2reefsin30knots · 11/12/2021 16:54

@spanieleyes

We now have to complete referrals for paediatric assessments ( for possible ASD/adhd diagnosis) as GPS are " too busy". 28 bloody pages!
Yes, our LA has now decided that it will only accept autism/ ADHD referrals from schools not GPs, and schools must provide 'compelling evidence'.

So, they want us to diagnose them basically? Form is huge and vague and you would really need to know a lot about every different presentation of either condition to be able to provide 'compelling evidence'.

izzy2076 · 19/12/2021 11:23

Just adding to this! It's a different job these days isn't it? I'm quite experienced as a SENCO, but now have a job where I look after just short of 100 echps and 2x semh provisions. It's relentless. I'm also on less pay than the head of English. I feel like I'm an administrator. It's not fun any more and I'm permanently exhausted and anxious. I'm supposed to be finishing my masters next year too.

I'm wondering whether to quit. The kids are brilliant (of course!) but most of my contact is with parents and the local authority and I feel I work for them, rather than the kids.

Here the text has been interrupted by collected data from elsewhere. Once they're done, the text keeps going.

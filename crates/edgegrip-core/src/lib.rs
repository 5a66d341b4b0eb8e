//! EdgeGrip Core Library
//!
//! Toolkit-agnostic right-edge resize handle: a draggable grip bound to a
//! rectangular scene item, turning pointer gestures into constrained live
//! size updates with start/end lifecycle notifications.
//!
//! The host owns the items (in a [`Scene`] registry), routes its pointer
//! events through [`EdgeResizer::handle_pointer_event`], pumps geometry
//! events back in, and drains [`ResizerEvent`]s. Everything runs
//! synchronously on the host's event thread.

pub mod constraint;
pub mod input;
pub mod resizer;
pub mod scene;

pub use constraint::{RATIO_EPSILON, clamp_size};
pub use input::{MouseButton, PointerEvent};
pub use resizer::{
    DEFAULT_HANDLE_SIZE, EdgeResizer, HANDLE_HIT_TOLERANCE, Handle, ResizerEvent,
};
pub use scene::{GeometryEvent, ItemId, Scene, SceneError, SceneItem, SceneResult, WatchId};
//! Demo entry point: replays a scripted resize gesture against an
//! in-memory scene and prints the resizer's notifications as JSON lines.

use edgegrip_core::{EdgeResizer, PointerEvent, Scene, SceneItem};
use kurbo::{Point, Size};

/// Route one pointer event, then pump geometry events back into the
/// resizer. This is the same loop a real host runs per input event.
fn pump(resizer: &mut EdgeResizer, scene: &mut Scene, event: PointerEvent) {
    let consumed = resizer.handle_pointer_event(scene, &event);
    log::debug!("{event:?} consumed={consumed}");
    for geometry in scene.drain_geometry_events() {
        resizer.handle_geometry_event(scene, &geometry);
    }
    report(resizer);
}

/// Print drained notifications as JSON lines.
fn report(resizer: &mut EdgeResizer) {
    for event in resizer.take_events() {
        match serde_json::to_string(&event) {
            Ok(json) => println!("{json}"),
            Err(e) => log::error!("Failed to serialize event: {e}"),
        }
    }
}

fn main() {
    env_logger::init();
    log::info!("Starting EdgeGrip demo");

    let mut scene = Scene::new();
    let flickable = scene.insert(SceneItem::new(Point::ZERO, 800.0, 600.0));
    let target = scene.insert(SceneItem::new(Point::new(20.0, 20.0), 200.0, 120.0));

    let mut resizer = EdgeResizer::new();
    resizer.set_target(&mut scene, Some(target));
    resizer.set_flickable(Some(flickable));
    resizer.set_minimum_size(Some(Size::new(80.0, 60.0)));
    resizer.set_preserve_ratio(true);
    resizer.set_ratio(2.0);
    report(&mut resizer);

    // Grab the grip and pull it 140 units to the right, in two steps.
    let grip = resizer.handle().position;
    pump(&mut resizer, &mut scene, PointerEvent::left_down(grip));
    pump(
        &mut resizer,
        &mut scene,
        PointerEvent::Move {
            position: Point::new(grip.x + 60.0, grip.y),
        },
    );
    pump(
        &mut resizer,
        &mut scene,
        PointerEvent::Move {
            position: Point::new(grip.x + 140.0, grip.y),
        },
    );
    pump(
        &mut resizer,
        &mut scene,
        PointerEvent::left_up(Point::new(grip.x + 140.0, grip.y)),
    );

    // A programmatic resize from outside the component; the grip follows.
    if let Err(e) = scene.set_item_size(target, Size::new(160.0, 80.0)) {
        log::error!("Failed to resize target: {e}");
        return;
    }
    for geometry in scene.drain_geometry_events() {
        resizer.handle_geometry_event(&scene, &geometry);
    }

    match scene.item(target) {
        Ok(item) => log::info!(
            "final target size {:?}, grip at {:?}",
            item.size(),
            resizer.handle().position
        ),
        Err(e) => log::error!("Target vanished: {e}"),
    }
}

I'm wondering whether to go freelance? Has anyone done this? I'm so institutionalised that I'm scared of life outside schools but I feel there's a lot out there for people with our experience and skill set.

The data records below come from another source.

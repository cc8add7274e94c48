//! teebook-core - core library for the teebook golf-society app.
//!
//! A golf society's data lives in a published spreadsheet; this crate turns
//! that spreadsheet into a typed read model and computes Stableford scores:
//!
//! - `csv`: tolerant parser for published-sheet CSV exports
//! - `models`: Society, Player, Outing, Course, Score records
//! - `sheets`: header-indexed row mapping and the read router
//! - `scoring`: Stableford points engine and score-record builder
//! - `api`: the remote write endpoint client (score submission, admin ops)
//! - `cache`: short-lived per-society cache with read-through
//!
//! Rendering, page wiring, and the write endpoint's storage are external
//! collaborators; nothing here touches the DOM or owns persistence.

pub mod api;
pub mod cache;
pub mod config;
pub mod csv;
pub mod models;
pub mod scoring;
pub mod sheets;
pub mod utils;

pub use api::{ApiClient, ApiError};
pub use cache::SocietyCache;
pub use config::{Config, SheetTab};
pub use models::{Course, CourseCatalog, HoleData, Outing, Player, Score, Society};
pub use scoring::{build_score_record, compute_stableford, StablefordCard, ValidationError};
pub use sheets::{ReadAction, ReadRequest, ReadResponse, SheetsReader};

izzy2076 · 19/12/2021 11:26

@parrotonmyshoulder

I opened staff room to write a similar thread, so have nothing to offer. I’m sorry. I made the decision in the night to get signed off for a few weeks. I am completely burnt out. My own children are an utter mess and I can’t give anything to them. I dread even coming home because it means I’m not getting the work done. But being at home is not pleasant either as I’m too worn out/ down to even communicate with anyone. I’m going in to school today to prioritise the essentials so I don’t land colleagues in too much shit. Or at least so they don’t have to look through my desk and realise how crap I am. Then I don’t know what I’m going to do. I have to fix my family somehow.
Oh god how I feel for you. I can really see this happening to me too as my own kids are struggling and I feel like I have nothing left in the tank to offer them. I hope you are feeling better.
andbreathe555 · 22/12/2021 22:23

I am a relatively new SENDCo and have had to cover for a Deputy SENDCo on a long term absence all of this term and teach nearly a 50% timetable of a core secondary subject! 68 EHCPs! I'm glad the term has ended! Hope everyone else is okay and is able to get some rest this break.

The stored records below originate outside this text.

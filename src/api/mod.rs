//! Client for the remote script endpoint.
//!
//! Reads come from published-sheet CSV exports; writes go to the script
//! endpoint as form-encoded POSTs carrying a single JSON field. The
//! endpoint owns all persistence; this module only speaks its wire
//! contract and normalizes its failure modes.

pub mod client;
pub mod error;

pub use client::ApiClient;
pub use error::ApiError;
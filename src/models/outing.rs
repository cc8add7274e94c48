//! Outing record and next-outing selection.

use chrono::{Datelike, Duration, NaiveDateTime, NaiveTime};
use serde::{Deserialize, Serialize};

use crate::utils::format::{normalize_time_str, parse_date};

/// An outing stays "next" for this long after its tee time, so the schedule
/// doesn't switch away mid-round on the day.
const NEXT_OUTING_GRACE_HOURS: i64 = 5;

/// Outing dates outside this range are treated as data-entry noise.
const YEAR_MIN: i32 = 2000;
const YEAR_MAX: i32 = 2100;

/// One scheduled round from the Outings sheet, scoped to a single society.
/// `date` is normalized `YYYY-MM-DD`; `time` is normalized `HH:MM` or empty.
#[derive(Debug, Clone, Serialize, Deserialize, Default)]
pub struct Outing {
    pub date: String,
    #[serde(default)]
    pub time: String,
    #[serde(rename = "courseName", default)]
    pub course_name: String,
    #[serde(default)]
    pub notes: String,
}

impl Outing {
    /// Tee-off as a datetime, midnight when no time is recorded. `None`
    /// for unparseable dates or years outside the sanity range.
    pub fn start(&self) -> Option<NaiveDateTime> {
        let date = parse_date(&self.date)?;
        if !(YEAR_MIN..=YEAR_MAX).contains(&date.year()) {
            return None;
        }
        let time = NaiveTime::parse_from_str(&normalize_time_str(&self.time), "%H:%M")
            .unwrap_or(NaiveTime::MIN);
        Some(date.and_time(time))
    }
}

/// First outing (in the list's chronological order) whose tee time plus the
/// grace window is still ahead of `now`.
pub fn next_outing(outings: &[Outing], now: NaiveDateTime) -> Option<&Outing> {
    outings.iter().find(|o| {
        o.start()
            .map_or(false, |start| start + Duration::hours(NEXT_OUTING_GRACE_HOURS) > now)
    })
}

#[cfg(test)]
mod tests {
    use super::*;

    fn outing(date: &str, time: &str) -> Outing {
        Outing {
            date: date.to_string(),
            time: time.to_string(),
            course_name: "Millicent".to_string(),
            notes: String::new(),
        }
    }

    fn at(date: &str, time: &str) -> NaiveDateTime {
        NaiveDateTime::parse_from_str(&format!("{date} {time}"), "%Y-%m-%d %H:%M").unwrap()
    }

    #[test]
    fn test_start_with_and_without_time() {
        assert_eq!(outing("2026-05-10", "09:30").start(), Some(at("2026-05-10", "09:30")));
        assert_eq!(outing("2026-05-10", "").start(), Some(at("2026-05-10", "00:00")));
        assert_eq!(outing("sometime in May", "").start(), None);
    }

    #[test]
    fn test_start_rejects_out_of_range_years() {
        assert_eq!(outing("1970-01-01", "").start(), None);
    }

    #[test]
    fn test_next_outing_grace_window() {
        let outings = vec![outing("2026-05-10", "09:30"), outing("2026-06-14", "10:00")];

        // mid-round on the day: still the next outing
        assert_eq!(
            next_outing(&outings, at("2026-05-10", "13:00")).unwrap().date,
            "2026-05-10"
        );
        // more than the grace window after tee-off: moves on
        assert_eq!(
            next_outing(&outings, at("2026-05-10", "15:00")).unwrap().date,
            "2026-06-14"
        );
        // nothing left
        assert!(next_outing(&outings, at("2026-07-01", "08:00")).is_none());
    }

    #[test]
    fn test_next_outing_skips_unparseable_dates() {
        let outings = vec![outing("tbc", ""), outing("2026-06-14", "10:00")];
        assert_eq!(
            next_outing(&outings, at("2026-01-01", "00:00")).unwrap().date,
            "2026-06-14"
        );
    }
}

izzy2076 · 23/12/2021 09:42

@andbreathe555

I am a relatively new SENDCo and have had to cover for a Deputy SENDCo on a long term absence all of this term and teach nearly a 50% timetable of a core secondary subject! 68 EHCPs! I'm glad the term has ended! Hope everyone else is okay and is able to get some rest this break.
Wow! That's shocking! I wonder whether SENCO workload has ever become a union issue? I think we are expected not to complain because we are expected to take the hit out of good will? Honestly, it's absolutely staggering the amount of admin that number of echps generated. School admins aren't expected to teach 50%timetables and yet we are? It's crazy!
andbreathe555 · 23/12/2021 18:05

Yes indeed! Large secondary with over 2000 on roll, no administrator or deputy SENDCo support at the moment!

TortolaParadise · 07/04/2022 21:54

Just checking in - how is everyone keeping?